Unofficial 'attribute-only' floating bus mods

Modifying the aline algorithm, it is possible to support unofficial Spectrum-compatible machines that implement a simplified variation of the floating bus functionality. On these, reading the floating bus port produces the values of attributes at the current position of the raster beam each 4 T states.

At a glance, it might seem that with this pattern, the synchronization precision must be reduced down to 4 T states. However, this is not necessarily the case, and it can be overcome by using a specialized aline algorithm. Furthermore, the 'attribute-only' floating bus pattern in fact provides several advantages over that of the Spectrum models. First off, there are no 'idle' values included in the pattern.
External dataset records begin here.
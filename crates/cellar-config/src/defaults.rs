use std::env;

use camino::Utf8PathBuf;

use crate::socket::SocketEndpoint;

/// Default TCP host the daemon listens on.
pub const DEFAULT_TCP_HOST: &str = "127.0.0.1";

/// Default TCP port the daemon listens on.
pub const DEFAULT_TCP_PORT: u16 = 4141;

/// Default log filter expression used by the daemon.
pub const DEFAULT_LOG_FILTER: &str = "info";

/// Default number of worker threads.
pub const DEFAULT_WORKER_COUNT: usize = 4;

/// Default capacity of the internal request bus.
pub const DEFAULT_QUEUE_CAPACITY: usize = 1024;

/// Name of the database created on first start.
pub const DEFAULT_DATABASE: &str = "default";

/// Default log filter expression used by the daemon.
pub fn default_log_filter() -> &'static str {
    DEFAULT_LOG_FILTER
}

/// Owned log filter value used where allocation is required.
pub(crate) fn default_log_filter_string() -> String {
    DEFAULT_LOG_FILTER.to_owned()
}

/// Owned default database name.
pub(crate) fn default_database_string() -> String {
    DEFAULT_DATABASE.to_owned()
}

/// Default logging format for the daemon.
pub fn default_log_format() -> crate::logging::LogFormat {
    crate::logging::LogFormat::Json
}

/// Computes the default client endpoint.
pub fn default_socket_endpoint() -> SocketEndpoint {
    SocketEndpoint::tcp(DEFAULT_TCP_HOST, DEFAULT_TCP_PORT)
}

/// Directory under which databases are stored unless configured otherwise.
pub fn default_storage_root() -> Utf8PathBuf {
    data_directory().join("databases")
}

/// Catalog file listing known databases unless configured otherwise.
pub fn default_database_store() -> Utf8PathBuf {
    data_directory().join("databases.json")
}

fn data_directory() -> Utf8PathBuf {
    let base = dirs::data_local_dir()
        .and_then(|path| Utf8PathBuf::from_path_buf(path).ok())
        .unwrap_or_else(fallback_base_directory);
    base.join("cellar")
}

fn fallback_base_directory() -> Utf8PathBuf {
    Utf8PathBuf::from_path_buf(env::temp_dir()).unwrap_or_else(|_| Utf8PathBuf::from("/tmp"))
}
As long as the beam is moving over the PAPER portion of the screen, the values read from the port will correctly reflect its position over a particular attribute. This makes it unnecessary to use the full width of the line as the sync marker area. If the sync marker area is located at the top left corner of the screen, it only has to be as wide as to encompass the equivalent duration of a single run of the port reading loop.

    in a,(c)
    jp m,.sync_lp
The duration of this loop is 22 T states, which corresponds to the sync area that is 22 / 4 = 5.5 ~= 6 characters wide. Therefore, not only it requires significantly less work to mask the resulting attribute artifacts, but the reduced number of sync marker codes that does not exceed 7 means they can be contained entirely within the INK portion of the values, allowing for unrestricted changes to the color of the sync marker area using the PAPER and BRIGHT settings. This scheme, referred to as 'attr4', works exactly the same way as the original aline algorithm. Despite the fact that it can only reach 4 T state precise synchronization, this is often sufficient on practice for most applications that involve timing-reliant video effects.
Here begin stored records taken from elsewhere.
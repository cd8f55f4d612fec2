//! Request broker: frontend, internal buses, worker pool and reply router.
//!
//! ```text
//! connection ──► frontend ──► request bus ──► worker ──► reply bus ──► router ──► connection
//!                (token)       (MPMC, bounded)  (decode, handle)          (token → slot)
//! ```
//!
//! Each accepted connection registers a routing token with the peer table and
//! forwards its request lines, tagged with that token, onto the request bus.
//! Every idle worker blocks on the same bus, so the next idle worker takes the
//! next message without any dispatch queue in the broker. Workers send the
//! encoded response back tagged with the same token, and the reply router
//! hands it to the connection that owns the token.
//!
//! Teardown runs in a fixed order: the pool stops intake and halts its
//! workers, then the router drains the replies that are left and exits once
//! the last worker has dropped its reply sender.

mod bus;
mod errors;
mod frontend;
mod peers;
mod pool;
mod router;
mod worker;

use std::sync::Arc;

use tracing::info;

pub use self::errors::{BrokerError, TransportError};
pub use self::pool::{PoolSettings, WorkerPool};
pub use self::worker::{WorkerId, WorkerState};

use self::frontend::FrontendConnectionHandler;
use self::peers::PeerTable;
use self::router::ReplyRouter;
use crate::dispatch::CommandHandler;
use crate::health::HealthReporter;
use crate::transport::ConnectionHandler;

const BROKER_TARGET: &str = concat!(env!("CARGO_PKG_NAME"), "::broker");

/// Running broker.
#[derive(Debug)]
pub struct Broker {
    pool: WorkerPool,
    router: ReplyRouter,
    frontend: Arc<FrontendConnectionHandler>,
}

impl Broker {
    /// Spawns the worker pool and the reply router.
    ///
    /// # Errors
    ///
    /// Fails when a thread cannot be spawned. Workers already started are
    /// halted before the error is returned.
    pub fn start(
        settings: PoolSettings,
        handler: Arc<dyn CommandHandler>,
        reporter: Arc<dyn HealthReporter>,
    ) -> Result<Self, BrokerError> {
        let (replies, reply_rx) = crossbeam_channel::unbounded();
        let peers = PeerTable::new();
        let router = ReplyRouter::spawn(reply_rx, Arc::clone(&peers))?;
        // If spawning fails, the replies sender is dropped here and the router
        // exits on its own.
        let pool = WorkerPool::spawn(settings, handler, reporter, replies)?;
        let bus = pool.submitter().ok_or_else(|| BrokerError::Spawn {
            thread: "request bus".to_owned(),
            source: std::io::Error::other("worker pool closed during start"),
        })?;
        let frontend = Arc::new(FrontendConnectionHandler::new(peers, bus));
        Ok(Self {
            pool,
            router,
            frontend,
        })
    }

    /// Connection handler to install on the listener.
    pub(crate) fn connection_handler(&self) -> Arc<dyn ConnectionHandler> {
        Arc::clone(&self.frontend) as Arc<dyn ConnectionHandler>
    }

    #[cfg(test)]
    pub(crate) fn frontend(&self) -> &FrontendConnectionHandler {
        &self.frontend
    }

    /// The worker pool.
    #[must_use]
    pub fn pool(&self) -> &WorkerPool {
        &self.pool
    }

    /// Stops the worker pool, then the reply router.
    ///
    /// # Errors
    ///
    /// Reports a worker or router panic after every thread has been joined.
    pub fn shutdown(&mut self) -> Result<(), BrokerError> {
        let pool = self.pool.shutdown();
        let router = self.router.join();
        info!(target: BROKER_TARGET, "broker stopped");
        pool.and(router)
    }
}

impl Drop for Broker {
    fn drop(&mut self) {
        if !self.pool.is_closed() {
            let _ = self.shutdown();
        }
    }
}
There exists another, more complex algorithm that allows to obtain 1 T state precise synchronization. This scheme, referred to as 'attr1', works the following way. The 6 characters wide sync area is duplicated three times over the first attribute line of the screen. When the raster beam reaches the sync area, the routine samples the port three times in sequence and aligns the program execution according to the returned values using a special algorithm. This method is suited for applications that require higher synchronization precision but uses a wider sync area compared to the 'attr4' algorithm. In both cases, only the attributes need to be set up as sync marker values.

Due to significant differences in the workings of both 'attr' variants, they return to the caller program at different moments within a frame on the same machine. In particular, 'attr1' returns somewhat later than 'attr4'. As well, the routines do not attempt to balance their return timing with that of the original aline schemes due to the fact that the timing parameters of unofficial machines are known to deviate substantially even across the same model (strictly speaking, they should be presumed unknown).

The 'attr' variants of aline are confirmed to work under emulation on the Pentagon and Scorpion configurations (UnrealSpeccy versions 0.35b2 and 0.38.3, 'Even M1' delays disabled). However, because a number of floating bus mod schemes are known to work unstable, there is no guarantee the 'attr' variants of aline would exhibit stable work on real hardware in all cases.


The source code for aline is available here. Both standard and 'attribute-only' implementations are included, with versions of a multicolor test program tailored for each.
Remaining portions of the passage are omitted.